How to discuss decreasing harm mitigation with my therapist?
I have suspected OCPD or at least exhibit some traits, and my therapist and I are just beginning to delve into that without searching for an official diagnosis, just seeing if treating this suspicion could help me.
That said, I feel at an impasse with them at the moment. They're suggesting our work focus on identifying the things I truly need to put my focus into and work to solve/mitigate, and then letting the others slide. I suggested it's unrealistic to know which things will be important to focus on until they've already occurred. Therefore, if we go down this route and start to minimize my ability to predict and address problems, I will be inviting more suffering into my life.
I do think that is probably the correct path forward as the amount of "mitigation" I'm doing at the moment is unsustainable, but I'm having trouble coping with the idea that I will just be inviting more suffering into my life.

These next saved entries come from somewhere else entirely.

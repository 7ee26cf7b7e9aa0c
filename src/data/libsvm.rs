//! LibSVM format reader
//!
//! Supports loading datasets in the libsvm format:
//! label index:value index:value ...
//!
//! Example:
//! +1 1:0.5 3:1.2 7:0.8
//! -1 2:0.3 5:2.1
//!
//! Indices are 1-based. Missing indices are zeros once the rows are densified.

use crate::core::{Result, SVMError, TrainingSet};
use crate::data::{is_skipped_line, parse_label};
use std::fs::File;
use std::io::{BufRead, BufReader};
use std::path::Path;

/// Largest accepted 1-based feature index. Rows are densified, so every row
/// is allocated at the width of the largest index in the file.
pub const MAX_FEATURE_INDEX: usize = 1 << 20;

/// Sparse row: 0-based `(index, value)` pairs
type SparseRow = Vec<(usize, f64)>;

/// Parsed LibSVM file, still in sparse form
#[derive(Debug, Clone)]
pub struct LibSVMDataset {
    rows: Vec<SparseRow>,
    labels: Vec<f64>,
    dimensions: usize,
}

impl LibSVMDataset {
    /// Load a dataset from a LibSVM format file
    pub fn from_file<P: AsRef<Path>>(path: P) -> Result<Self> {
        let file = File::open(path)?;
        Self::from_reader(BufReader::new(file))
    }

    /// Load a dataset from a reader
    pub fn from_reader<R: BufRead>(reader: R) -> Result<Self> {
        let mut rows = Vec::new();
        let mut labels = Vec::new();
        let mut dimensions = 0;

        for (line_num, line) in reader.lines().enumerate() {
            let line = line?;
            let line = line.trim();
            if is_skipped_line(line) {
                continue;
            }

            let (label, row) = Self::parse_line(line).map_err(|e| match e {
                SVMError::ParseError(msg) => {
                    SVMError::ParseError(format!("Error parsing line {}: {}", line_num + 1, msg))
                }
                other => other,
            })?;

            if let Some(&(last, _)) = row.last() {
                dimensions = dimensions.max(last + 1);
            }
            labels.push(label);
            rows.push(row);
        }

        if rows.is_empty() {
            return Err(SVMError::EmptyDataset);
        }

        Ok(Self {
            rows,
            labels,
            dimensions,
        })
    }

    /// Parse a single line; the returned pairs are sorted by index
    fn parse_line(line: &str) -> Result<(f64, SparseRow)> {
        let mut parts = line.split_whitespace();
        let label_token = parts
            .next()
            .ok_or_else(|| SVMError::ParseError("Empty line".to_string()))?;
        let label = parse_label(label_token)?;

        let mut row = SparseRow::new();
        for feature_str in parts {
            let (index_str, value_str) = feature_str.split_once(':').ok_or_else(|| {
                SVMError::ParseError(format!("Invalid feature format: {feature_str}"))
            })?;

            let index = index_str.parse::<usize>().map_err(|_| {
                SVMError::ParseError(format!("Invalid feature index: {index_str}"))
            })?;
            if index == 0 {
                return Err(SVMError::ParseError(
                    "Feature index must be positive: 0".to_string(),
                ));
            }
            if index > MAX_FEATURE_INDEX {
                return Err(SVMError::ParseError(format!(
                    "Feature index {index} exceeds the maximum of {MAX_FEATURE_INDEX}"
                )));
            }

            let value = value_str.parse::<f64>().map_err(|_| {
                SVMError::ParseError(format!("Invalid feature value: {value_str}"))
            })?;

            row.push((index - 1, value));
        }

        row.sort_by_key(|&(i, _)| i);
        if let Some(pair) = row.windows(2).find(|pair| pair[0].0 == pair[1].0) {
            return Err(SVMError::ParseError(format!(
                "Duplicate feature index: {}",
                pair[0].0 + 1
            )));
        }

        Ok((label, row))
    }

    pub fn len(&self) -> usize {
        self.rows.len()
    }

    pub fn is_empty(&self) -> bool {
        self.rows.is_empty()
    }

    /// Largest 1-based index seen in the file
    pub fn dim(&self) -> usize {
        self.dimensions
    }

    pub fn labels(&self) -> &[f64] {
        &self.labels
    }

    /// Densify to the file's own dimension
    pub fn into_training_set(self) -> Result<TrainingSet> {
        let dim = self.dimensions;
        self.densify(dim)
    }

    /// Densify to `dim` columns, zero-padding narrower files
    pub fn into_training_set_with_dim(self, dim: usize) -> Result<TrainingSet> {
        if self.dimensions > dim {
            return Err(SVMError::DimensionMismatch {
                expected: dim,
                actual: self.dimensions,
            });
        }
        self.densify(dim)
    }

    fn densify(self, dim: usize) -> Result<TrainingSet> {
        let dense_rows = self
            .rows
            .into_iter()
            .map(|row| {
                let mut dense = vec![0.0; dim];
                for (i, value) in row {
                    dense[i] = value;
                }
                dense
            })
            .collect();
        TrainingSet::new(dense_rows, self.labels)
    }
}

It seems rational to expect my life to be worse if I prevent fewer problems.
My therapist does not agree with me and won't really give me a satisfactory answer to this, but I also feel like perhaps either I'm not articulating it correctly or they are not fully grasping what I'm saying.
Has anyone dealt with this before? What were some ways you were able to navigate this discussion and move forward? I would like to but I also feel like if this basic idea can't be acknowledged then we'd be on two completely different pages. But of course, that could just be my personality warping the truth before it hits my mind.
Thanks in advance for any responses/links, and sorry if any terminology I used was incorrect. I am very new to exploring OCPD.